The mouse incisor contains valuable label-retaining cells in its stem cell niche. We have a novel way to unbiasedly detect and quantify the label-retaining cells; our study used EdU labeling and a 3D reconstruction approach after PEGASOS tissue clearing of the mandible.
The murine incisor is an organ that grows continuously throughout the lifespan of the mouse. The epithelial and mesenchymal stem cells residing in the proximal tissues of incisors give rise to progeny that will differentiate into ameloblasts, odontoblasts, and pulp fibroblasts. These cells are crucial in supporting the sustained turnover of incisor tissues, making the murine incisor an excellent model for studying the homeostasis of adult stem cells. Stem cells are believed to contain long-living quiescent cells that can be labeled by nucleotide analogs such as 5-ethynyl-2´-deoxyuridine (EdU). The cells retain this label over time and are accordingly named label-retaining cells (LRCs). Approaches for visualizing LRCs in vivo provide a robust tool for monitoring stem cell homeostasis. In this study, we described a method for visualizing and analyzing LRCs. Our innovative approach features LRCs in mouse incisors after tissue clearing and whole-mount EdU staining followed by confocal microscopy and a 3-dimensional (3D) reconstruction with the imaging software. This method enables 3D imaging acquisition and non-biased quantitation compared to traditional LRCs analysis on sectioned slides.

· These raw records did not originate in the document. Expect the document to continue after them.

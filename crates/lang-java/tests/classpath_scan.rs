mod common;

use common::{ACC_ANNOTATION, ACC_CLASS, ACC_ENUM, ACC_INTERFACE, create_class_dir, create_class_jar};
use pkgscope_api::{ClassKind, LocationKind, ScanError};
use pkgscope_java::{Classpath, java_scanner};
use std::collections::HashSet;
use tempfile::tempdir;

#[test]
fn test_scan_package_in_jar() {
    let dir = tempdir().unwrap();
    let jar = dir.path().join("app.jar");
    create_class_jar(
        &jar,
        &[
            ("com/acme/Foo.class", ACC_CLASS),
            ("com/acme/web/Controller.class", ACC_CLASS),
            ("com/other/Skip.class", ACC_CLASS),
        ],
    );

    let scanner = java_scanner(Classpath::new([jar.clone()]));
    assert_eq!(scanner.resolve("com.acme").unwrap().kind, LocationKind::Archive);

    let names = scanner.scan("com.acme").unwrap();
    assert_eq!(names, vec!["com.acme.Foo", "com.acme.web.Controller"]);
}

#[test]
fn test_scan_package_in_class_directory() {
    let dir = tempdir().unwrap();
    create_class_dir(
        dir.path(),
        &[
            ("com/acme/Foo.class", ACC_CLASS),
            ("com/acme/Foo$Inner.class", ACC_CLASS),
            ("com/acme/api/Service.class", ACC_INTERFACE),
            ("com/acme/api/model/Status.class", ACC_ENUM),
        ],
    );

    let scanner = java_scanner(Classpath::new([dir.path().to_path_buf()]));
    let names: HashSet<String> = scanner.scan("com.acme").unwrap().into_iter().collect();

    let expected: HashSet<String> = [
        "com.acme.Foo",
        "com.acme.Foo$Inner",
        "com.acme.api.Service",
        "com.acme.api.model.Status",
    ]
    .into_iter()
    .map(String::from)
    .collect();
    assert_eq!(names, expected);
}

#[test]
fn test_unknown_package_on_classpath() {
    let dir = tempdir().unwrap();
    let scanner = java_scanner(Classpath::new([dir.path().to_path_buf()]));

    let err = scanner.scan("org.nowhere").unwrap_err();
    assert!(matches!(err, ScanError::ResourceNotFound(_)));
}

#[test]
fn test_scanned_names_load_with_kinds() {
    let dir = tempdir().unwrap();
    let jar = dir.path().join("app.jar");
    create_class_jar(
        &jar,
        &[
            ("com/acme/Foo.class", ACC_CLASS),
            ("com/acme/Service.class", ACC_INTERFACE),
            ("com/acme/Status.class", ACC_ENUM),
            ("com/acme/Marker.class", ACC_ANNOTATION),
        ],
    );

    let scanner = java_scanner(Classpath::new([jar.clone()]));
    let mut kinds = Vec::new();
    for name in scanner.scan("com.acme").unwrap() {
        let handle = scanner.load_class("com.acme", &name).unwrap();
        assert_eq!(handle.origin, jar);
        kinds.push((handle.name, handle.kind));
    }

    assert_eq!(
        kinds,
        vec![
            ("com.acme.Foo".to_string(), ClassKind::Class),
            ("com.acme.Service".to_string(), ClassKind::Interface),
            ("com.acme.Status".to_string(), ClassKind::Enum),
            ("com.acme.Marker".to_string(), ClassKind::Annotation),
        ]
    );
}

#[test]
fn test_load_class_from_directory_classpath() {
    let dir = tempdir().unwrap();
    create_class_dir(dir.path(), &[("com/acme/Foo.class", ACC_CLASS)]);

    let scanner = java_scanner(Classpath::new([dir.path().to_path_buf()]));
    let handle = scanner.load_class("com.acme", "com.acme.Foo").unwrap();

    assert_eq!(handle.kind, ClassKind::Class);
    assert_eq!(handle.origin, dir.path());
}
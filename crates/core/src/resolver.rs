use crate::codec::{extract_physical_path, to_path_form};
use crate::config::ScanOptions;
use pkgscope_api::{Location, LocationKind, ResourceLookup, ScanError, ScanResult};
use tracing::trace;

/// Maps a namespace root to its physical backing store
pub struct LocationResolver<'a> {
    lookup: &'a dyn ResourceLookup,
    options: &'a ScanOptions,
}

impl<'a> LocationResolver<'a> {
    pub fn new(lookup: &'a dyn ResourceLookup, options: &'a ScanOptions) -> Self {
        Self { lookup, options }
    }

    pub fn resolve(&self, root: &str) -> ScanResult<Location> {
        let path_form = to_path_form(root);
        let descriptor = self
            .lookup
            .locate(&path_form)
            .ok_or_else(|| ScanError::ResourceNotFound(root.to_string()))?;
        trace!("Lookup for {} returned {}", path_form, descriptor);

        let physical = extract_physical_path(&descriptor)?;
        let kind = if self.options.is_archive(physical) {
            LocationKind::Archive
        } else {
            LocationKind::Directory
        };

        Ok(Location::new(physical, kind))
    }
}
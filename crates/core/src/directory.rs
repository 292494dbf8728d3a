use pkgscope_api::{ScanError, ScanResult};
use std::io::ErrorKind;
use std::path::Path;
use tracing::warn;
use walkdir::WalkDir;

/// One immediate child of a listed directory
#[derive(Debug, Clone, PartialEq, Eq)]
pub struct DirChild {
    pub name: String,
    pub is_dir: bool,
}

#[cfg(test)]
impl DirChild {
    pub fn file(name: impl Into<String>) -> Self {
        Self {
            name: name.into(),
            is_dir: false,
        }
    }

    pub fn dir(name: impl Into<String>) -> Self {
        Self {
            name: name.into(),
            is_dir: true,
        }
    }
}

/// Lists the immediate children of `dir`, in the platform's listing order.
///
/// Returns `Ok(None)` when the path does not exist or is not a directory, so
/// callers can tell "no such directory" apart from "empty directory".
pub fn list_children(dir: &Path) -> ScanResult<Option<Vec<DirChild>>> {
    match std::fs::metadata(dir) {
        Ok(meta) if meta.is_dir() => {}
        Ok(_) => return Ok(None),
        Err(e) if e.kind() == ErrorKind::NotFound => return Ok(None),
        Err(e) => return Err(ScanError::io(dir, e)),
    }

    let mut children = Vec::new();
    // follow_links so a symlinked package directory still counts as one
    for entry in WalkDir::new(dir)
        .min_depth(1)
        .max_depth(1)
        .follow_links(true)
    {
        let entry = entry.map_err(|e| {
            let path = e.path().unwrap_or(dir).to_path_buf();
            let source = e
                .into_io_error()
                .unwrap_or_else(|| std::io::Error::other("filesystem loop detected"));
            ScanError::io(path, source)
        })?;

        let Some(name) = entry.file_name().to_str() else {
            warn!("Skipping non UTF-8 entry {}", entry.path().display());
            continue;
        };

        children.push(DirChild {
            name: name.to_string(),
            is_dir: entry.file_type().is_dir(),
        });
    }

    Ok(Some(children))
}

The continuously growing mouse incisor is an excellent model for studying adult stem cells1. The epithelial (labial and lingual cervical loop) and mesenchymal stem cells (between the labial and lingual cervical loop) that reside on the proximal side of the incisor differentiate into ameloblasts, odontoblasts, and dental pulp cells. This unique process provides a source of cells for compensation of tissue loss and turnover2. Though several stem cell markers such as Sox2, Gli1, Thy1/CD90, Bmi1, etc. have been identified in vivo for the subsets of adult stem cells in mouse incisors, they are inadequate in representing the stem cell populations when used alone1,3,4,5. Visualizing long-living quiescent cells by nucleotide analog DNA labeling and retention could provide unbiased detection for most subsets of adult stem cells6. Further, this approach is useful among many stem cell identification methods7 for understanding cell behavior and the homeostasis of dental stem cell populations3,8. While the dividing stem cells would lose their DNA labeling after a considerable chase, the putative quiescent stem cells retain their DNA label, deeming them label-retaining cells (LRCs)6. DNA labeling and retention by non-dividing stem cells will mark and locate the putative adult stem cells in their niches.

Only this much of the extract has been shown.